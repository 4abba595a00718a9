//! Applies an [`Intent`] to the subscriber store and words the reply.
//!
//! Not-found and validation failures become ordinary replies. Storage and
//! race failures are logged and answered with a generic failure line.

use std::sync::Arc;

use tracing::{error, info, warn};

use crate::orchestrator::SubscriberStore;
use crate::AppError;

use super::{Intent, CONTACT_PREFIX};

const NO_SUBSCRIPTION: &str = "No reminder is set.";
const SET_TIME_FIRST: &str = "Set a reminder time first, for example 9:00.";

/// Turns inbound messages into store operations.
#[derive(Clone)]
pub struct IntentHandler {
    store: Arc<SubscriberStore>,
}

impl IntentHandler {
    /// Wrap the store that intents are applied to.
    #[must_use]
    pub fn new(store: Arc<SubscriberStore>) -> Self {
        Self { store }
    }

    /// The underlying store.
    #[must_use]
    pub fn store(&self) -> &Arc<SubscriberStore> {
        &self.store
    }

    /// Handle one message from `sender` and return the reply text.
    ///
    /// While a contact registration is pending, the message is taken as the
    /// display name regardless of what it says.
    pub async fn handle_text(&self, sender: &str, text: &str) -> String {
        let pending = self
            .store
            .get(sender)
            .ok()
            .and_then(|sub| sub.pending_contact_id());
        let intent = if pending.is_some() {
            Intent::RegisterContactName {
                name: text.trim().to_owned(),
            }
        } else {
            Intent::parse(text)
        };
        info!(subscriber_id = sender, ?intent, "intent received");
        self.apply(sender, intent, text).await
    }

    /// Apply `intent` on behalf of `sender`; `raw` is echoed where
    /// nothing else applies.
    pub async fn apply(&self, sender: &str, intent: Intent, raw: &str) -> String {
        match intent {
            Intent::SetTime { hour, minute } => {
                match self.store.create_or_replace(sender, hour, minute).await {
                    Ok(_) => format!("Got it. I'll remind you every day at {hour}:{minute:02}."),
                    Err(AppError::Validation(_)) => {
                        "That time doesn't look right. Try something like 9:00.".into()
                    }
                    Err(err) => failure(sender, &err, "Could not set the time."),
                }
            }
            Intent::Confirm => match self.store.confirm_and_fan_out(sender).await {
                Ok(true) => "Well done!".into(),
                Ok(false) => raw.trim().to_owned(),
                Err(AppError::NotFound(_)) => SET_TIME_FIRST.into(),
                Err(err) => failure(sender, &err, "Could not record that."),
            },
            Intent::Delete => match self.store.delete(sender).await {
                Ok(()) => "Reminder deleted. Bye!".into(),
                Err(AppError::NotFound(_)) => NO_SUBSCRIPTION.into(),
                Err(err) => failure(sender, &err, "Could not delete the reminder."),
            },
            Intent::Query => match self.store.get(sender) {
                Ok(sub) => {
                    let time = sub.time();
                    format!("Your reminder is set for {}:{:02}.", time.hour(), time.minute())
                }
                Err(_) => NO_SUBSCRIPTION.into(),
            },
            Intent::RegisterContactRequest { contact_id } => {
                match self.store.register_contact_request(sender, &contact_id) {
                    Ok(()) => {
                        "Tell me your nickname! Your contact will see that name.".into()
                    }
                    Err(AppError::NotFound(_)) => {
                        "Set a reminder time before adding contacts.".into()
                    }
                    Err(err) => failure(sender, &err, "Could not start adding the contact."),
                }
            }
            Intent::RegisterContactName { name } => {
                match self.store.register_contact_name(sender, &name).await {
                    Ok(true) => "From now on I'll let this person know too.".into(),
                    Ok(false) => raw.trim().to_owned(),
                    Err(AppError::NotFound(_)) => SET_TIME_FIRST.into(),
                    Err(err) => failure(sender, &err, "Could not save the contact."),
                }
            }
            Intent::ShowContactCode => format!("{CONTACT_PREFIX}{sender}"),
            Intent::ClearContacts => match self.store.clear_contacts(sender).await {
                Ok(()) => "All contacts removed.".into(),
                Err(AppError::NotFound(_)) => NO_SUBSCRIPTION.into(),
                Err(err) => failure(sender, &err, "Could not remove the contacts."),
            },
            Intent::Unknown(text) => {
                if self.store.get(sender).is_err() {
                    SET_TIME_FIRST.into()
                } else {
                    text
                }
            }
        }
    }
}

fn failure(sender: &str, err: &AppError, reply: &str) -> String {
    match err {
        AppError::Closed(_) => {
            warn!(subscriber_id = sender, %err, "subscriber changed mid-operation");
            "Your settings changed meanwhile. Please try again.".into()
        }
        _ => {
            error!(subscriber_id = sender, %err, "intent failed");
            reply.to_owned()
        }
    }
}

━━━━━━━━━━━━━━━━

> [Problem requirements] In the listing, return each line containing the string "SubscriberStore".

> [Exercise output]
use crate::orchestrator::SubscriberStore;
    store: Arc<SubscriberStore>,
    pub fn new(store: Arc<SubscriberStore>) -> Self {
    pub fn store(&self) -> &Arc<SubscriberStore> {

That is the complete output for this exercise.